Il est donc nécessaire que l’autorité intervienne au plus tôt, si elle veut prévenir la décadence irrémédiable de l’art théâtral. Le programme des études du Conservatoire doit être soumis à une révision sévère. Un ou deux théâtres d’essai doivent être élevés et encouragés pour les élèves qui étudient isolément ou sous l’inspiration d’un professeur particulier. Il serait bon encore que les administrations départementales, en accordant les subventions, fissent quelques réserves, afin que les scènes ne fussent pas envahies exclusivement par ce petit vaudeville qu’on peut jouer sans art, et ce petit opéra-comique qu’on peut chanter sans voix.

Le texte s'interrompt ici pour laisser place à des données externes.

//! Lark docx block structure.
//!
//! This module mirrors the block model exposed by the Lark/Feishu docx page
//! (`PageMain.blockManager.model.rootBlockModel`). Text-bearing blocks carry a
//! [`ZoneState`] with their styled runs; media blocks carry the host
//! capabilities used later to fetch their bytes.
//!
//! See <https://open.feishu.cn/document/client-docs/docs-add-on/06-data-structure/BlockType>

use std::fmt;
use std::sync::Arc;

use async_trait::async_trait;
use indexmap::IndexMap;
use larkdown_core::{FetchError, MediaSource};
use serde::Deserialize;
use tokio_util::sync::CancellationToken;

/// Run attributes in declaration order
pub type Attributes = IndexMap<String, String>;

/// One styled run of inserted text
#[derive(Debug, Clone, PartialEq, Eq, Default, Deserialize)]
pub struct Operation {
    pub insert: String,
    #[serde(default)]
    pub attributes: Attributes,
}

impl Operation {
    /// Create a run without attributes
    pub fn new(insert: &str) -> Self {
        Self {
            insert: insert.to_string(),
            attributes: Attributes::new(),
        }
    }

    /// Create a run with attributes
    pub fn with_attrs(insert: &str, attrs: Vec<(&str, &str)>) -> Self {
        Self {
            insert: insert.to_string(),
            attributes: attrs
                .into_iter()
                .map(|(k, v)| (k.to_string(), v.to_string()))
                .collect(),
        }
    }

    /// The synthetic line terminator appended to every text zone
    pub fn fix_enter() -> Self {
        Self::with_attrs("\n", vec![("fixEnter", "true")])
    }

    /// Check if this run is the synthetic line terminator
    pub fn is_fix_enter(&self) -> bool {
        self.attributes
            .get("fixEnter")
            .is_some_and(|value| !value.is_empty())
    }

    pub fn has_attr(&self, name: &str) -> bool {
        self.attributes.contains_key(name)
    }

    pub fn attr(&self, name: &str) -> Option<&str> {
        self.attributes.get(name).map(String::as_str)
    }
}

#[derive(Debug, Clone, PartialEq, Eq, Default, Deserialize)]
pub struct ZoneContent {
    #[serde(default)]
    pub ops: Vec<Operation>,
}

/// Packaged text content of a block
#[derive(Debug, Clone, PartialEq, Eq, Default, Deserialize)]
#[serde(rename_all = "camelCase")]
pub struct ZoneState {
    #[serde(default)]
    pub all_text: String,
    #[serde(default)]
    pub content: ZoneContent,
}

impl ZoneState {
    /// Build a zone from runs, deriving the plain text and appending the
    /// synthetic terminator the editor always stores
    pub fn from_ops(mut ops: Vec<Operation>) -> Self {
        let mut all_text: String = ops.iter().map(|op| op.insert.as_str()).collect();
        all_text.push('\n');
        ops.push(Operation::fix_enter());
        Self {
            all_text,
            content: ZoneContent { ops },
        }
    }

    /// Build a zone from plain text
    pub fn from_text(text: &str) -> Self {
        Self::from_ops(vec![Operation::new(text)])
    }

    pub fn ops(&self) -> &[Operation] {
        &self.content.ops
    }
}

/// An RGBA pixel buffer
#[derive(Debug, Clone, PartialEq, Eq)]
pub struct Bitmap {
    pub width: u32,
    pub height: u32,
    pub rgba: Vec<u8>,
}

/// Host capability that rasterizes a whiteboard
#[async_trait]
pub trait BitmapSource: Send + Sync {
    /// Returns `None` when the whiteboard has nothing to draw
    async fn bitmap(&self, cancel: CancellationToken) -> Result<Option<Bitmap>, FetchError>;
}

#[derive(Clone)]
pub struct ImageBlock {
    pub token: String,
    pub name: String,
    /// Caption text including the synthetic trailing newline
    pub caption: Option<String>,
    pub source: Arc<dyn MediaSource>,
}

impl ImageBlock {
    pub fn new(token: &str, name: &str, source: Arc<dyn MediaSource>) -> Self {
        Self {
            token: token.to_string(),
            name: name.to_string(),
            caption: None,
            source,
        }
    }

    pub fn with_caption(mut self, caption: &str) -> Self {
        self.caption = Some(caption.to_string());
        self
    }
}

impl fmt::Debug for ImageBlock {
    fn fmt(&self, f: &mut fmt::Formatter<'_>) -> fmt::Result {
        f.debug_struct("ImageBlock")
            .field("token", &self.token)
            .field("name", &self.name)
            .field("caption", &self.caption)
            .finish_non_exhaustive()
    }
}

#[derive(Clone)]
pub struct FileBlock {
    pub token: String,
    pub name: String,
    pub source: Arc<dyn MediaSource>,
}

impl FileBlock {
    pub fn new(token: &str, name: &str, source: Arc<dyn MediaSource>) -> Self {
        Self {
            token: token.to_string(),
            name: name.to_string(),
            source,
        }
    }
}

impl fmt::Debug for FileBlock {
    fn fmt(&self, f: &mut fmt::Formatter<'_>) -> fmt::Result {
        f.debug_struct("FileBlock")
            .field("token", &self.token)
            .field("name", &self.name)
            .finish_non_exhaustive()
    }
}

#[derive(Clone)]
pub struct WhiteboardBlock {
    pub token: String,
    pub source: Arc<dyn BitmapSource>,
}

impl fmt::Debug for WhiteboardBlock {
    fn fmt(&self, f: &mut fmt::Formatter<'_>) -> fmt::Result {
        f.debug_struct("WhiteboardBlock")
            .field("token", &self.token)
            .finish_non_exhaustive()
    }
}

/// Block kinds with their kind-specific snapshot data
#[derive(Debug, Clone)]
pub enum BlockKind {
    Page,
    Divider,
    /// heading1 .. heading9
    Heading(u8),
    Code {
        language: String,
    },
    QuoteContainer,
    Callout,
    Bullet,
    Ordered {
        /// Numeric string, or anything else (e.g. "auto") for automatic numbering
        seq: String,
    },
    Todo {
        done: bool,
    },
    Text,
    Image(ImageBlock),
    File(FileBlock),
    Whiteboard(WhiteboardBlock),
    Table {
        rows_id: Vec<String>,
        columns_id: Vec<String>,
    },
    TableCell,
    /// Synced block source; a transparent wrapper around its children
    SyncedSource,
    /// Not loaded yet
    Pending,
    /// Any kind without a Markdown counterpart (bitable, iframe, sheet, ...)
    NotSupported(String),
}

impl BlockKind {
    pub fn is_pending(&self) -> bool {
        matches!(self, BlockKind::Pending)
    }
}

impl fmt::Display for BlockKind {
    fn fmt(&self, f: &mut fmt::Formatter<'_>) -> fmt::Result {
        match self {
            BlockKind::Page => f.write_str("page"),
            BlockKind::Divider => f.write_str("divider"),
            BlockKind::Heading(depth) => write!(f, "heading{depth}"),
            BlockKind::Code { .. } => f.write_str("code"),
            BlockKind::QuoteContainer => f.write_str("quote_container"),
            BlockKind::Callout => f.write_str("callout"),
            BlockKind::Bullet => f.write_str("bullet"),
            BlockKind::Ordered { .. } => f.write_str("ordered"),
            BlockKind::Todo { .. } => f.write_str("todo"),
            BlockKind::Text => f.write_str("text"),
            BlockKind::Image(_) => f.write_str("image"),
            BlockKind::File(_) => f.write_str("file"),
            BlockKind::Whiteboard(_) => f.write_str("whiteboard"),
            BlockKind::Table { .. } => f.write_str("table"),
            BlockKind::TableCell => f.write_str("table_cell"),
            BlockKind::SyncedSource => f.write_str("synced_source"),
            BlockKind::Pending => f.write_str("pending"),
            BlockKind::NotSupported(name) => f.write_str(name),
        }
    }
}

/// A node of the docx block tree
#[derive(Debug, Clone)]
pub struct Block {
    pub kind: BlockKind,
    pub zone_state: Option<ZoneState>,
    pub children: Vec<Block>,
}

impl Block {
    /// Create a block without text or children
    pub fn new(kind: BlockKind) -> Self {
        Self {
            kind,
            zone_state: None,
            children: Vec::new(),
        }
    }

    /// Create a text-bearing block from its runs
    pub fn with_ops(kind: BlockKind, ops: Vec<Operation>) -> Self {
        Self {
            kind,
            zone_state: Some(ZoneState::from_ops(ops)),
            children: Vec::new(),
        }
    }

    pub fn page(children: Vec<Block>) -> Self {
        Self::new(BlockKind::Page).with_children(children)
    }

    pub fn divider() -> Self {
        Self::new(BlockKind::Divider)
    }

    pub fn heading(depth: u8, ops: Vec<Operation>) -> Self {
        Self::with_ops(BlockKind::Heading(depth), ops)
    }

    pub fn text(ops: Vec<Operation>) -> Self {
        Self::with_ops(BlockKind::Text, ops)
    }

    pub fn code(language: &str, text: &str) -> Self {
        Self::with_ops(
            BlockKind::Code {
                language: language.to_string(),
            },
            vec![Operation::new(text)],
        )
    }

    pub fn quote_container(children: Vec<Block>) -> Self {
        Self::new(BlockKind::QuoteContainer).with_children(children)
    }

    pub fn callout(children: Vec<Block>) -> Self {
        Self::new(BlockKind::Callout).with_children(children)
    }

    pub fn bullet(ops: Vec<Operation>) -> Self {
        Self::with_ops(BlockKind::Bullet, ops)
    }

    pub fn ordered(seq: &str, ops: Vec<Operation>) -> Self {
        Self::with_ops(
            BlockKind::Ordered {
                seq: seq.to_string(),
            },
            ops,
        )
    }

    pub fn todo(done: bool, ops: Vec<Operation>) -> Self {
        Self::with_ops(BlockKind::Todo { done }, ops)
    }

    pub fn image(image: ImageBlock) -> Self {
        Self::new(BlockKind::Image(image))
    }

    pub fn file(file: FileBlock) -> Self {
        Self::new(BlockKind::File(file))
    }

    pub fn whiteboard(token: &str, source: Arc<dyn BitmapSource>) -> Self {
        Self::new(BlockKind::Whiteboard(WhiteboardBlock {
            token: token.to_string(),
            source,
        }))
    }

    /// Create a table whose cells are listed row by row
    pub fn table(column_count: usize, cells: Vec<Block>) -> Self {
        let row_count = if column_count == 0 {
            0
        } else {
            cells.len().div_ceil(column_count)
        };
        Self::new(BlockKind::Table {
            rows_id: (0..row_count).map(|i| format!("row{i}")).collect(),
            columns_id: (0..column_count).map(|i| format!("col{i}")).collect(),
        })
        .with_children(cells)
    }

    pub fn table_cell(children: Vec<Block>) -> Self {
        Self::new(BlockKind::TableCell).with_children(children)
    }

    pub fn synced_source(children: Vec<Block>) -> Self {
        Self::new(BlockKind::SyncedSource).with_children(children)
    }

    pub fn pending() -> Self {
        Self::new(BlockKind::Pending)
    }

    pub fn not_supported(name: &str) -> Self {
        Self::new(BlockKind::NotSupported(name.to_string()))
    }

    pub fn with_children(mut self, children: Vec<Block>) -> Self {
        self.children = children;
        self
    }

    /// Add a child block
    pub fn add_child(&mut self, child: Block) {
        self.children.push(child);
    }

    /// The runs of this block, empty for blocks without text
    pub fn ops(&self) -> &[Operation] {
        self.zone_state.as_ref().map(ZoneState::ops).unwrap_or(&[])
    }

    /// The plain text of this block, including the synthetic terminator
    pub fn all_text(&self) -> &str {
        self.zone_state
            .as_ref()
            .map(|zone| zone.all_text.as_str())
            .unwrap_or("")
    }
}
pub mod bitmap;
pub mod config;
pub mod device;
pub mod entry;
pub mod error;
pub mod extent;
pub mod fdalloc;
pub mod fs;
pub mod header;
pub mod layout;
pub mod mach;
pub mod mount;
pub mod page;

pub use device::{Device, FileDevice, IoContext};
pub use error::{Error, Result};
pub use fs::{DirEntry, Fd, Filesystem, OpenMode, Stat};
use std::path::PathBuf;

use clap::{Parser, Subcommand};

fn default_device() -> Option<PathBuf> {
    std::env::var_os("UNFS_DEVICE").map(PathBuf::from)
}

#[derive(Parser)]
#[command(name = "unfs", about = "Format, check, and inspect UNFS block device images")]
pub struct Config {
    #[command(subcommand)]
    pub command: Command,

    /// Suppress informational output; only errors are printed.
    #[clap(long, short, global = true, default_value_t = false)]
    pub quiet: bool,
}

#[derive(Subcommand)]
pub enum Command {
    /// Write a fresh, empty filesystem to DEVICE.
    Format {
        #[clap(value_parser, default_value = None)]
        device: Option<PathBuf>,

        /// Human-readable label stored in the header.
        #[clap(long, short = 'l', default_value = "")]
        label: String,

        /// Deletion-stack capacity; defaults to the layout's default.
        #[clap(long)]
        delmax: Option<u32>,

        /// Total pages to size a newly created backing file to (only used
        /// when DEVICE does not already exist).
        #[clap(long)]
        pages: Option<u64>,
    },
    /// Verify DEVICE's on-disk structures without mutating anything.
    Check {
        #[clap(value_parser, default_value = None)]
        device: Option<PathBuf>,
    },
    /// Print header and root-directory summary stats for DEVICE.
    Stat {
        #[clap(value_parser, default_value = None)]
        device: Option<PathBuf>,
    },
}

impl Config {
    /// Resolves the device path for whichever subcommand was invoked,
    /// falling back to `UNFS_DEVICE` when no positional argument was given.
    pub fn device_path(&self) -> crate::error::Result<PathBuf> {
        let explicit = match &self.command {
            Command::Format { device, .. } => device.clone(),
            Command::Check { device } => device.clone(),
            Command::Stat { device } => device.clone(),
        };
        explicit.or_else(default_device).ok_or_else(|| {
            crate::error::Error::InvalidArgument(
                "no DEVICE given and UNFS_DEVICE is not set".to_string(),
            )
        })
    }
}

Les ordres de début de l’ancien régime, renouvelés sous l’empire, répugnent à nos principes de liberté. On ne comprend guère l’obligation imposée à un comédien de paraître malgré lui sur un théâtre où ne l’appelle point son goût, ni peut-être sa vocation. Cependant il est une disposition qui ne nous paraît pas incompatible avec la législation générale, et dont l’adoption favoriserait le recrutement des scènes du premier ordre. L’obstacle à l’exécution d’un ordre de début peut venir du comédien qui le reçoit, ou du théâtre où il est présentement engagé. On ne peut contraindre le premier, s’il refuse de déférer à l’ordre ; mais le gouvernement pourrait renouveler les conditions imposées aux fondateurs du Gymnase, c’est-à-dire stipuler, dans les priviléges qu’il confère, que dans le cas où le comédien donnerait son consentement, son engagement antérieur serait rompu sans dédit. La liberté personnelle de l’artiste serait respectée, et le directeur ne pourrait se plaindre de l’exécution d’une clause à laquelle il se serait soumis en recevant son investiture.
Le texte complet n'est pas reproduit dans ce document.